カマラ・ハリスがパンツスーツを選ぶ理由とは。米大統領候補のパワー・ドレッシング術
ハリスの服装は彼女が品格と一貫性を持って行動していることを表している
政治の世界で女性が着る服装について議論するときによく挙げられる不満は、男性政治家はそうした監視を受けていないということだ。それに対して私は丁重にこう言う。「監視は受けているし、絶対に受けるべきである」
ハリスが副大統領候補に指名したティム・ウォルツの「レッド ウィング」のブーツと「カーハート」のジャケットは、この米ミネソタ州知事が信頼できる相棒であり、善良で謙虚な人物であることをアピールしている。一方でドナルド・トランプの長すぎるネクタイは、彼が世間知らずで、フィードバックやほんの少しの批判さえ受け入れることができず、服装に関するちょっとしたアドバイスさえ躊躇(ちゅうちょ)する「イエスマン」たちに囲まれていることを思い起こさせる。それとは対照的に、ハリスの服装は彼女が品格と一貫性を持って行動していることを表している。

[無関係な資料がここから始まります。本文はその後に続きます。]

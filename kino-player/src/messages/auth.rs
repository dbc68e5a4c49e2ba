use crate::infrastructure::ApiError;
use crate::infrastructure::services::auth::LoginResponse;

#[derive(Debug, Clone)]
pub enum Message {
    NameChanged(String),
    EmailChanged(String),
    PasswordChanged(String),
    TogglePasswordVisibility,
    SubmitLogin,
    LoginCompleted {
        name: String,
        result: Result<LoginResponse, ApiError>,
    },
    SubmitRegister,
    RegisterCompleted(Result<(), ApiError>),
    GoToSignUp,
    GoToLogin,
    Logout,
    /// Raised when any backend call came back 401.
    SessionExpired,
}
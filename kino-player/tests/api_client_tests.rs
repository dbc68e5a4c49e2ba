//! Backend client behavior against a mock HTTP server.

use serde_json::json;
use wiremock::matchers::{body_json, header, method, path};
use wiremock::{Mock, MockServer, ResponseTemplate};

use kino_model::{Decision, FilmId};
use kino_player::infrastructure::services::{AuthService, FilmService};
use kino_player::infrastructure::{ApiClient, ApiError};

fn film_json(id: i64, title: &str) -> serde_json::Value {
    json!({
        "id": id,
        "title": title,
        "posterPath": "/poster.jpg",
        "genres": [{ "id": 18, "name": "Drama" }],
        "voteAverage": 7.5,
        "releaseDate": "2010-07-16",
    })
}

#[tokio::test]
async fn bearer_token_is_attached_once_installed() {
    let server = MockServer::start().await;
    Mock::given(method("GET"))
        .and(path("/api/films/next"))
        .and(header("Authorization", "Bearer t0k3n"))
        .respond_with(
            ResponseTemplate::new(200).set_body_json(json!([film_json(603, "The Matrix")])),
        )
        .expect(1)
        .mount(&server)
        .await;

    let api = ApiClient::new(server.uri());
    api.set_token(Some("t0k3n".to_string()));

    let films = FilmService::new(api).next_batch().await.unwrap();
    assert_eq!(films.len(), 1);
    assert_eq!(films[0].id, FilmId(603));
    assert_eq!(films[0].title, "The Matrix");
    assert_eq!(films[0].genres[0].name, "Drama");
}

#[tokio::test]
async fn unauthorized_response_clears_the_token() {
    let server = MockServer::start().await;
    Mock::given(method("GET"))
        .and(path("/api/films/popular"))
        .respond_with(ResponseTemplate::new(401))
        .mount(&server)
        .await;

    let api = ApiClient::new(server.uri());
    api.set_token(Some("stale".to_string()));

    let result = FilmService::new(api.clone()).popular().await;
    assert_eq!(result.unwrap_err(), ApiError::Unauthorized);
    assert!(!api.has_token());
}

#[tokio::test]
async fn server_error_body_becomes_the_message() {
    let server = MockServer::start().await;
    Mock::given(method("GET"))
        .and(path("/api/films/recommendations"))
        .respond_with(ResponseTemplate::new(500).set_body_string("recommender offline"))
        .mount(&server)
        .await;

    let api = ApiClient::new(server.uri());
    let result = FilmService::new(api).recommendations().await;
    match result.unwrap_err() {
        ApiError::Status { status, message } => {
            assert_eq!(status, 500);
            assert_eq!(message, "recommender offline");
        }
        other => panic!("expected status error, got {other:?}"),
    }
}

#[tokio::test]
async fn interactions_post_to_the_decision_route() {
    let server = MockServer::start().await;
    Mock::given(method("POST"))
        .and(path("/api/interaction/like/42"))
        .respond_with(ResponseTemplate::new(200))
        .expect(1)
        .mount(&server)
        .await;
    Mock::given(method("POST"))
        .and(path("/api/interaction/superlike/42"))
        .respond_with(ResponseTemplate::new(200))
        .expect(1)
        .mount(&server)
        .await;

    let films = FilmService::new(ApiClient::new(server.uri()));
    films
        .record_interaction(FilmId(42), Decision::Like)
        .await
        .unwrap();
    films
        .record_interaction(FilmId(42), Decision::Superlike)
        .await
        .unwrap();
}

#[tokio::test]
async fn login_installs_the_session_token() {
    let server = MockServer::start().await;
    Mock::given(method("POST"))
        .and(path("/api/auth/login"))
        .and(body_json(json!({ "name": "ada", "password": "hunter2" })))
        .respond_with(ResponseTemplate::new(200).set_body_json(json!({ "token": "fresh" })))
        .mount(&server)
        .await;
    Mock::given(method("GET"))
        .and(path("/api/films/next"))
        .and(header("Authorization", "Bearer fresh"))
        .respond_with(ResponseTemplate::new(200).set_body_json(json!([])))
        .expect(1)
        .mount(&server)
        .await;

    let api = ApiClient::new(server.uri());
    let auth = AuthService::new(api.clone());

    let response = auth.login("ada", "hunter2").await.unwrap();
    assert_eq!(response.token, "fresh");
    assert!(api.has_token());

    // The freshly installed token rides along on the next call.
    FilmService::new(api.clone()).next_batch().await.unwrap();

    auth.logout();
    assert!(!api.has_token());
}

#[tokio::test]
async fn login_failure_surfaces_the_backend_text() {
    let server = MockServer::start().await;
    Mock::given(method("POST"))
        .and(path("/api/auth/login"))
        .respond_with(ResponseTemplate::new(400).set_body_string("Invalid credentials"))
        .mount(&server)
        .await;

    let api = ApiClient::new(server.uri());
    let result = AuthService::new(api.clone()).login("ada", "wrong").await;
    match result.unwrap_err() {
        ApiError::Status { status, message } => {
            assert_eq!(status, 400);
            assert_eq!(message, "Invalid credentials");
        }
        other => panic!("expected status error, got {other:?}"),
    }
    assert!(!api.has_token());
}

ハリスはファッションを楽しむことも忘れていない。夫のダグ(ダグラス・エムホフ)とビヨンセのコンサートデートに出掛けた夜、彼女がミラーボールのようなゴールドの「ラクアン スミス」のシャツ姿でいかに陽気な雰囲気だったか。そして今年初めにホワイトハウスで行われた公式晩餐会で彼女が着ていたエメラルドグリーンのケープドレス(これも「クロエ」)がいかに完璧すぎず、現代的な魅力をたたえていたか。彼女の大統領就任式がどんなに盛大なものになるか、ぜひ想像してみてほしい。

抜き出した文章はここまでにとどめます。